India's Jindal caught up in Mozambique mining woes

India's Jindal caught up in Mozambique mining woes

Indian firm Jindal has become the latest company in Mozambique to become embroiled in a mining resettlement scandal, which threatens to trip up the booming coal sector.

On August 14, amid much fanfare, Mozambique’s President Armando Guebuza inaugurated Jindal’s massive new coal mine in northwestern Tete province that hugs the mighty Zambezi River.

It was the third biggest mine of its kind in the country, which has already seen seven percent-annual growth fuelled by revenues from one of the world’s largest unexploited coal fields.

Two decades after of a crippling civil war, it is just the kind of investment Mozambique welcomes and that — if well managed — may help pull it out of poverty.

Jindal, which is also a steel maker, eyes exporting ten million tonnes of coal annually, cashing in on industrial development in India and China.

But just days before the inauguration of the mine, anger at the company’s failure to relocate 2,500 nearby residents boiled over into conflict.

Irate locals — most of whom survive from subsistence farming — attacked four Jindal employees according to local environmental group Justica Ambiental (JA).

“It is the sowing period and one of the things (Jindal) promised is that they would give them lands to grow,” JA spokesman Ruben Mann said.

“They didn’t, so the population saw their food safety threatened and knew that yet again they were not going to have a harvest.”

Jindal Mozambique head Manoj Gupta told AFP the government only approved the resettlement plan recently, which had delayed the process and blamed the trouble on “outsiders” who create problems.

“There was an issue with the community, because some of the people were drunk,” he said without elaborating.

The firm expects to resettle 434 families within the next two years.

It is not the first foreign firm to stumble into a resettlement controversy.

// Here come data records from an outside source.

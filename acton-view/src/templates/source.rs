//! Where template files come from.
//!
//! A source exposes the conventional `partials/`, `views/`,
//! `views/layouts/` and `views/system/` directories. Paths are always
//! `/`-separated and relative to the source root.

use std::collections::BTreeMap;
use std::io;
use std::marker::PhantomData;
use std::path::{Component, Path, PathBuf};

use rust_embed::Embed;
use walkdir::WalkDir;

use crate::error::{Error, Result};

/// Read-only tree of template files.
pub trait TemplateSource: Send + Sync {
    /// Every file below `dir`, recursively, sorted. Empty when `dir` is absent.
    fn files(&self, dir: &str) -> Result<Vec<String>>;

    /// Contents of the file at `path`
    fn read(&self, path: &str) -> Result<String>;
}

fn not_found(path: &str) -> Error {
    Error::Io(io::Error::new(
        io::ErrorKind::NotFound,
        format!("template source file not found: {path}"),
    ))
}

fn relative_slash_path(path: &Path, root: &Path) -> Option<String> {
    let rel = path.strip_prefix(root).ok()?;
    let parts: Vec<&str> = rel
        .components()
        .filter_map(|c| match c {
            Component::Normal(s) => s.to_str(),
            _ => None,
        })
        .collect();
    Some(parts.join("/"))
}

/// Templates on the local filesystem.
#[derive(Debug, Clone)]
pub struct DirSource {
    root: PathBuf,
}

impl DirSource {
    /// Serve templates below `root`
    pub fn new(root: impl Into<PathBuf>) -> Self {
        Self { root: root.into() }
    }

    /// Root directory
    #[must_use]
    pub fn root(&self) -> &Path {
        &self.root
    }
}

impl TemplateSource for DirSource {
    fn files(&self, dir: &str) -> Result<Vec<String>> {
        let base = self.root.join(dir);
        if !base.is_dir() {
            return Ok(Vec::new());
        }

        let mut files = Vec::new();
        for entry in WalkDir::new(&base).sort_by_file_name() {
            let entry = entry?;
            if !entry.file_type().is_file() {
                continue;
            }
            if let Some(rel) = relative_slash_path(entry.path(), &self.root) {
                files.push(rel);
            }
        }
        Ok(files)
    }

    fn read(&self, path: &str) -> Result<String> {
        let full = self.root.join(path);
        std::fs::read_to_string(&full).map_err(|err| match err.kind() {
            io::ErrorKind::NotFound => not_found(path),
            _ => Error::Io(err),
        })
    }
}

/// Templates compiled into the binary with `rust-embed`.
///
/// ```rust,ignore
/// use acton_view::templates::EmbeddedSource;
/// use rust_embed::Embed;
///
/// #[derive(Embed)]
/// #[folder = "templates/"]
/// struct Templates;
///
/// let source = EmbeddedSource::<Templates>::new();
/// ```
pub struct EmbeddedSource<E> {
    _assets: PhantomData<fn() -> E>,
}

impl<E: Embed> EmbeddedSource<E> {
    /// Serve the files embedded by `E`
    #[must_use]
    pub fn new() -> Self {
        Self {
            _assets: PhantomData,
        }
    }
}

impl<E: Embed> Default for EmbeddedSource<E> {
    fn default() -> Self {
        Self::new()
    }
}

impl<E: Embed> TemplateSource for EmbeddedSource<E> {
    fn files(&self, dir: &str) -> Result<Vec<String>> {
        let prefix = format!("{}/", dir.trim_end_matches('/'));
        let mut files: Vec<String> = E::iter()
            .filter(|name| name.starts_with(&prefix))
            .map(|name| name.into_owned())
            .collect();
        files.sort();
        Ok(files)
    }

    fn read(&self, path: &str) -> Result<String> {
        let file = E::get(path).ok_or_else(|| not_found(path))?;
        String::from_utf8(file.data.into_owned())
            .map_err(|err| Error::Io(io::Error::new(io::ErrorKind::InvalidData, err)))
    }
}

/// Templates held in memory.
///
/// ```rust
/// use acton_view::templates::{MemorySource, TemplateSource};
///
/// let source = MemorySource::new()
///     .with("views/home.tmpl", "Hello")
///     .with("views/layouts/base.tmpl", "{% block content %}{% endblock %}");
/// assert_eq!(source.files("views/layouts").unwrap(), vec!["views/layouts/base.tmpl"]);
/// ```
#[derive(Debug, Clone, Default)]
pub struct MemorySource {
    files: BTreeMap<String, String>,
}

impl MemorySource {
    /// Empty source
    #[must_use]
    pub fn new() -> Self {
        Self::default()
    }

    /// Add a file
    #[must_use]
    pub fn with(mut self, path: impl Into<String>, contents: impl Into<String>) -> Self {
        self.insert(path, contents);
        self
    }

    /// Add or replace a file
    pub fn insert(&mut self, path: impl Into<String>, contents: impl Into<String>) {
        self.files.insert(path.into(), contents.into());
    }
}

impl TemplateSource for MemorySource {
    fn files(&self, dir: &str) -> Result<Vec<String>> {
        let prefix = format!("{}/", dir.trim_end_matches('/'));
        Ok(self
            .files
            .keys()
            .filter(|name| name.starts_with(&prefix))
            .cloned()
            .collect())
    }

    fn read(&self, path: &str) -> Result<String> {
        self.files.get(path).cloned().ok_or_else(|| not_found(path))
    }
}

Brazil’s Vale and Anglo-Australian Rio Tinto, who like Jindal use open-pit mining, have had their problems too.

Vale moved 1,300 families to make way for its mine in Moatize in Tete province.

But the community complained they were settled too far away and that their new houses were crumbling.

Protesters blocked the mine and railway in April demanding more compensation and slowed exports.

After the 16-year civil war ended in 1992 Mozambique passed a law giving communities considerable power over their territory.

Land is owned communally and firms have to make several commitments before they are granted usage concessions.

But activists say the communities get the short end of the stick.

Human Rights Watch has attacked both Vale and Rio Tinto for shoddy resettlements.

“Many of the 1,429 households resettled to make way for Vale and Rio Tinto’s international coal mining operations… have faced serious disruptions in their access to food, water, and work,” the rights group said in May.

The group says that is devastating in a country where four out of five people survive through subsistence farming.

Citing government data, Human Rights Watch said 60 percent of Tete’s total surface is taken up by mining concession and exploration licences as well as applications pending approval.

“The high concentration of land designated for mining licences in Tete province has profoundly limited the availability of appropriate resettlement sites for communities displaced by mining operations.”

Jindal has had to hack out part of land it had set aside for mining because the government did not have any free to give to landless communities.

“To give the land for resettlement is the responsibility of the government but the government does not have the land. So we have taken out the land from our concession area,” said Gupta.